1キロあたり8ベクレルのガレキは、本当に安全ですか? 

 11月15日、核のごみについて考えるある学習会に参加した。それまでたくさんのデータを駆使して原発政策を鋭く批判されていた講師S氏が、途中で実は大阪市職員であることが判明し、当然大阪市のガレキ問題についての質問を受けることになった。

 そのときS氏は「大阪市が受け入れるガレキは、1キロあたり8ベクレルで安全である。」とおっしゃったのである。本当にそれは安全と云える数字なのか。調べなくても36000トンのガレキを燃やすとなると、8×1000×36000=288000000ベクレルという億単位の総量になるのは、単純計算で誰でも分かる。

 数字と専門用語に弱い私は、「でも、こんなによくお勉強しておられる方が安全というから安全なのだろう」と思いたいところだが、大阪市のごみ焼却場がある舞洲から10キロにある私の家に、乳呑児やと幼児、授乳中の母親やその夫たちの世代が出入りしているので、「安全」ということばを鵜呑みにはできなかった。最も細胞分裂の活発な幼い人たち、そしてすべての生き物に、どのようなことが起きようとしているのか?

 1ベクレルとは、1秒間に1本の放射線が出て、DNAを傷つけるということだ。

チェルノブイリの事故後のウクライナでは、飲料水の安全基準は、2ベクレルと定め、福島原発事故後の日本の飲料水の安全基準は10ベクレルだという。

 「日本人の命や健康を護る基準・命や健康が大切にされている度合いがウクライナの5分の1か?!」と初めてこれを知ったとき、とても暗い気持ちになったことを思い出した。
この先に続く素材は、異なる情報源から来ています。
//! Starts prepared processes with pipes or a pty.

use std::io;
use std::os::fd::OwnedFd;
use std::os::unix::process::CommandExt;
use std::process::{Command, Stdio as ChildStdio};
use std::sync::Arc;

use corral_common::error::{CorralError, Result};
use corral_common::types::WindowSize;
use corral_core::pty::{self, Pty};
use corral_core::rlimit;
use nix::fcntl::OFlag;
use nix::unistd::{Gid, Uid, setgid, setuid};

use crate::preparer::{ExecParams, Stdio};
use crate::reaper::Reaper;

/// A started process and the daemon-side ends of its streams.
///
/// `descriptors` is either the pty master, or the stdin writer followed by
/// the stdout and stderr readers.
#[derive(Debug)]
pub struct SpawnedProcess {
    /// Pid of the child; its exit is collected by the reaper.
    pub pid: i32,
    /// Descriptors to hand to the host.
    pub descriptors: Vec<OwnedFd>,
}

/// Spawns processes through a [`Reaper`].
#[derive(Debug, Clone)]
pub struct Spawner {
    reaper: Arc<Reaper>,
}

impl Spawner {
    /// Creates a spawner registering children with `reaper`.
    pub const fn new(reaper: Arc<Reaper>) -> Self {
        Self { reaper }
    }

    /// Starts the process described by `params`.
    ///
    /// Descriptors opened along the way are closed if anything fails.
    ///
    /// # Errors
    ///
    /// Returns an error if a pipe or pty cannot be opened or the program
    /// cannot be started.
    pub fn spawn(&self, params: ExecParams) -> Result<SpawnedProcess> {
        let mut command = Command::new(&params.path);
        let _ = command
            .args(&params.args)
            .env_clear()
            .envs(params.env.iter().map(|(k, v)| (k, v)))
            .current_dir(&params.dir);

        let (descriptors, with_tty) = match params.stdio {
            Stdio::Pty(size) => (vec![wire_pty(&mut command, size)?], true),
            Stdio::Pipes => (wire_pipes(&mut command)?, false),
        };

        let limits = rlimit::settings(&params.limits);
        let identity = params.identity;
        // SAFETY: the hook only makes async-signal-safe calls and does not
        // allocate.
        unsafe {
            let _ = command.pre_exec(move || {
                rlimit::apply(&limits).map_err(io::Error::from)?;
                if with_tty {
                    pty::become_session_leader_with_tty()?;
                }
                if let Some((uid, gid)) = identity {
                    if libc::setgroups(0, std::ptr::null()) < 0 {
                        return Err(io::Error::last_os_error());
                    }
                    setgid(Gid::from_raw(gid)).map_err(io::Error::from)?;
                    setuid(Uid::from_raw(uid)).map_err(io::Error::from)?;
                }
                Ok(())
            });
        }

        let pid = self
            .reaper
            .spawn(&mut command)
            .map_err(|e| CorralError::Spawn {
                message: format!("{}: {e}", params.path.display()),
            })?;
        drop(command);
        tracing::info!(pid, path = %params.path.display(), tty = with_tty, "process started");
        Ok(SpawnedProcess { pid, descriptors })
    }
}

fn wire_pty(command: &mut Command, size: Option<WindowSize>) -> Result<OwnedFd> {
    let Pty { master, slave } = Pty::open(size)?;
    let clone = |fd: &OwnedFd| {
        fd.try_clone().map_err(|e| CorralError::Spawn {
            message: format!("duplicating pty slave: {e}"),
        })
    };
    let _ = command
        .stdin(ChildStdio::from(clone(&slave)?))
        .stdout(ChildStdio::from(clone(&slave)?))
        .stderr(ChildStdio::from(slave));
    Ok(master)
}

fn wire_pipes(command: &mut Command) -> Result<Vec<OwnedFd>> {
    let pipe = || nix::unistd::pipe2(OFlag::O_CLOEXEC).map_err(|e| CorralError::os("pipe2", e));
    let (stdin_r, stdin_w) = pipe()?;
    let (stdout_r, stdout_w) = pipe()?;
    let (stderr_r, stderr_w) = pipe()?;
    let _ = command
        .stdin(ChildStdio::from(stdin_r))
        .stdout(ChildStdio::from(stdout_w))
        .stderr(ChildStdio::from(stderr_w));
    Ok(vec![stdin_w, stdout_r, stderr_r])
}

#[cfg(test)]
mod tests {
    use std::fs::File;
    use std::io::{Read, Write};
    use std::path::PathBuf;

    use corral_common::types::ResourceLimits;

    use super::*;

    fn params(path: &str, args: &[&str], stdio: Stdio) -> ExecParams {
        ExecParams {
            path: PathBuf::from(path),
            args: args.iter().map(ToString::to_string).collect(),
            env: vec![
                ("PATH".into(), "/usr/bin:/bin".into()),
                ("GREETING".into(), "hello".into()),
            ],
            dir: PathBuf::from("/"),
            identity: None,
            limits: ResourceLimits::default(),
            stdio,
        }
    }

    #[test]
    fn pipes_carry_stdin_stdout_and_stderr() {
        let reaper = Reaper::start().unwrap();
        let spawner = Spawner::new(Arc::clone(&reaper));
        let spawned = spawner
            .spawn(params("/bin/sh", &["-c", "read x; echo out:$x; echo err:$GREETING >&2"], Stdio::Pipes))
            .unwrap();
        let mut fds = spawned.descriptors.into_iter();
        let mut stdin = File::from(fds.next().unwrap());
        let mut stdout = File::from(fds.next().unwrap());
        let mut stderr = File::from(fds.next().unwrap());

        stdin.write_all(b"ping\n").unwrap();
        drop(stdin);
        let mut out = String::new();
        let _ = stdout.read_to_string(&mut out).unwrap();
        let mut err = String::new();
        let _ = stderr.read_to_string(&mut err).unwrap();

        assert_eq!(out, "out:ping\n");
        assert_eq!(err, "err:hello\n");
        assert_eq!(reaper.wait(spawned.pid).unwrap(), 0);
        reaper.stop();
    }

    #[test]
    fn pty_child_sees_a_terminal() {
        let reaper = Reaper::start().unwrap();
        let spawner = Spawner::new(Arc::clone(&reaper));
        let size = WindowSize { columns: 100, rows: 30 };
        let spawned = spawner
            .spawn(params("/bin/sh", &["-c", "test -t 0 && stty size"], Stdio::Pty(Some(size))))
            .unwrap();
        assert_eq!(spawned.descriptors.len(), 1);
        let mut master = File::from(spawned.descriptors.into_iter().next().unwrap());

        let mut buf = [0u8; 64];
        let n = master.read(&mut buf).unwrap();
        assert!(String::from_utf8_lossy(&buf[..n]).contains("30 100"));
        assert_eq!(reaper.wait(spawned.pid).unwrap(), 0);
        reaper.stop();
    }

    fn read_until_hangup(master: &mut File) -> String {
        let mut out = Vec::new();
        let mut buf = [0u8; 256];
        // EIO once the child's side of the pty is gone.
        while let Ok(n @ 1..) = master.read(&mut buf) {
            out.extend_from_slice(&buf[..n]);
        }
        String::from_utf8_lossy(&out).into_owned()
    }

    #[test]
    fn pty_child_does_not_hold_the_master() {
        let reaper = Reaper::start().unwrap();
        let spawner = Spawner::new(Arc::clone(&reaper));
        let spawned = spawner
            .spawn(params("/bin/sh", &["-c", "ls -l /proc/$$/fd/"], Stdio::Pty(None)))
            .unwrap();
        let mut master = File::from(spawned.descriptors.into_iter().next().unwrap());

        let listing = read_until_hangup(&mut master);
        assert!(listing.contains("/dev/pts/"), "{listing}");
        assert!(!listing.contains("ptmx"), "{listing}");
        assert_eq!(reaper.wait(spawned.pid).unwrap(), 0);
        reaper.stop();
    }

    #[test]
    fn dropping_the_master_hangs_up_the_child() {
        let reaper = Reaper::start().unwrap();
        let spawner = Spawner::new(Arc::clone(&reaper));
        let spawned = spawner
            .spawn(params("/bin/sh", &["-c", "read x"], Stdio::Pty(None)))
            .unwrap();
        drop(spawned.descriptors);

        let deadline = std::time::Instant::now() + std::time::Duration::from_secs(5);
        while reaper.try_status(spawned.pid).unwrap().is_none() {
            assert!(std::time::Instant::now() < deadline, "child survived hangup");
            std::thread::sleep(std::time::Duration::from_millis(20));
        }
        assert_ne!(reaper.wait(spawned.pid).unwrap(), 0);
        reaper.stop();
    }

    #[test]
    fn missing_program_is_a_spawn_error() {
        let reaper = Reaper::start().unwrap();
        let err = Spawner::new(Arc::clone(&reaper))
            .spawn(params("/no/such/program", &[], Stdio::Pipes))
            .unwrap_err();
        assert!(matches!(err, CorralError::Spawn { .. }));
        reaper.stop();
    }
}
  1キロについて8ベクレルというのは、1秒に出た放射線なので、1日あたりに換算すると、その60×60×24で、1日で、691200ベクレル。691200本の放射線が1キロのガレキから出ることになる。今回の試験焼却では100トン燃やされたので、その1000×100倍つまり69120000000本の放射線が1日に出る威力があったということであろう。その放射線がほぼ1年間毎日出続ける(36000tなので100tの360倍の量になる。)ので、24883200000000ベクレル。10兆単位である!!それが「安全だ」とS氏は平然とおっしゃったのだ。

 もちろん距離や風向きもあることだし、これらを同じ人がすべて体内に吸引するわけではないが、「1キロ8ベクレルだから安全だ」というS氏のご意見は、看過できない数のマジックだということだけは、しっかり心にとめておきたい。

 その上<瓦礫の運搬費に43億瓦礫を燃やす大阪市に3億>という大金が動くことも聞いている。それは、福島で原発事故の被害にあい避難され、今も不自由な生活を強いられている方々や、福島の地元を復興させるために使わなければならないお金ではないのか。何故その大事な予算を、ガレキを運び燃やすことに流用しようとされているのだろうか。<痛みわけ>という美名のもとに行われる復興予算の横取りという恥ずかしいことを、許してはいけない。

 「福島では、大量の瓦礫焼却が行われ、もっと高い線量下で人々は生活している。」とS氏は更におっしゃったが、<瓦礫を活かす森の長城プロジェクト>という、これからの東北を津波から護る防波堤としてガレキを活かす壮大な計画がある。何も復興予算を反対を押し切って無駄遣いしなくても、東北でも大阪でもガレキを燃やさず、安全なかたちで復興に役立てる道があると思うのだが。

 

 数字と専門用語に弱い素人 が、必死で考えたことで、間違いがあればご指摘ご教示ください。